02-23-2006, 01:46 PM
Your customer does have problems, picture 1 just shows that the lawn is thin. Ask your customer what their expectations are and relay to them that it will take a couple of years to achieve a desired stand of grass. If they want cool season let them know that the only way to thicken the stand is by overseeding, I would recommend powerseeding for a better stand. If they want a warm season grass, sow it this summer when the temp. is warmer for germination. Apply a good starter fert. like 16-25-12 or similar. Warm season grasses such as bermuda or zoysia will not fair too well in the shade. As for how their lawn looks now, it could be thin because of excess wear during the fall when the grass is dormant and cannot repair itself. I also noticed that this lawn is maybe in the shade because of the trees, this is not much of a problem except that if they have alot of leaves have the homeowner rake and pick them up. Leaf compost is good for the soil but too much can be bad on lawns because of the excess mulch will crowd out the sun and nutrients from reaching the ground and grass roots.(Ever see good grass stands in the woods? But the soil looks terrific!) Good luck
02-23-2006, 03:58 PM
SoMo, I am going to disagree with you about the starter fertilizer if he chooses to overseed. The purpose of the starter fert that you suggested is to provide adequate P for root establishment. His soil already had adequate P, altho it probably isnt available to the plants. The addition of Calcium will free up the P making it available to the soil. The Magnesium is what is bonding to the P making it unavailable to the plant. the Calcium will displace the Magnesium lb for lb.Calcium% should be at the high end of the scale for clay type soils with a minimum of 60% and maximum of 80 percent. His Calcium is at 69%, certainly room for raiseing the calcium levels. Magnesium on the other hand should be at the lower range of % of 10% to 15%. His magnesium levels are at 22% so certainly room to lower the magnesium percentage. Magnesium also has more control over Ph values than Calcium so lowering the Magnesium percentage will also lower the Ph, even tho you are adding Calcium to the soil. Since he is also needing to add K to his soil, the K will help raise the Ph. K raises Ph more than calcium also. Again, I suggest that any fertilizer application be of Sulfate of Potash and Ammonium Sulfate, with the addition of gypsum to raise the Calcium levels and displace the magnesium and maintain the proper Ph.

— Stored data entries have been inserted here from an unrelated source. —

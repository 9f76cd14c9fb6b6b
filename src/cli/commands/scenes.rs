//! Scenes command implementation.

use super::Run;
use crate::cli::preflight::Operation;
use crate::cli::Output;
use crate::config::Settings;
use anyhow::Result;

/// Run the scenes command.
pub async fn run_scenes(input: &str, keep_temp: bool, settings: Settings) -> Result<()> {
    Output::info(&format!("Splitting at scene changes: {}", input));
    let run = Run::start(Operation::Render, input, settings, None, keep_temp, None)?;

    let spinner = Output::spinner("Detecting scenes and rendering...");
    let result = run.pipeline.run_scenes(&run.ctx, input).await;
    spinner.finish_and_clear();

    let outputs = run.finish(result).await?;
    Output::success(&format!("{} clips ready", outputs.len()));
    for output in &outputs {
        Output::result(output);
    }
    Ok(())
}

The same applies if he chooses to overseed the area. An application of Calcium applied and watered in three days before seeding will insure that the calcium is available to the new grass. If the calcium is available to the plant, so will be the NPK. The use of Ammonium sulfate and Potassium sulfate as well as the gypsum for his calcium source will also insure that Sulfur is there and available to the plant. The addition of any nutrients will lower the percentage of Calcium in the soil, so the addition of any fertilizers, without adding calcium also, is going to lower his calcium percentage below the 69% that the soil test shows is currently in the soil. Calcium loosens the soil and magnesium tightens it up. raiseing calcium levels and lowering the magnesium levels will reduce the compaction of the soil. The closer the calcium levels are where they should be, the more air and water holding capacity you will have in the soil.
02-23-2006, 10:43 PM
that soil is packed, i would aerate and put down lime in the fall
02-24-2006, 10:08 AM
Folks....look and learn from the soil test report....it tells the whole story. I'm absolutely tickled at how you can say to add lime or other fertilizers when the soil test is CLEAR about the soil condition. The minimum suggestion by the State is the get down 1 lb. N (the 7.0 lbs. of 15-0-14) which is a standard suggestion by NCDA when the P & K levels are in near normal ranges (about 50), even though the P level is through the roof......I see 100's of these test a year here in NC and this is typical. In short...........MUDDSTOPPER has hit the nail on the head.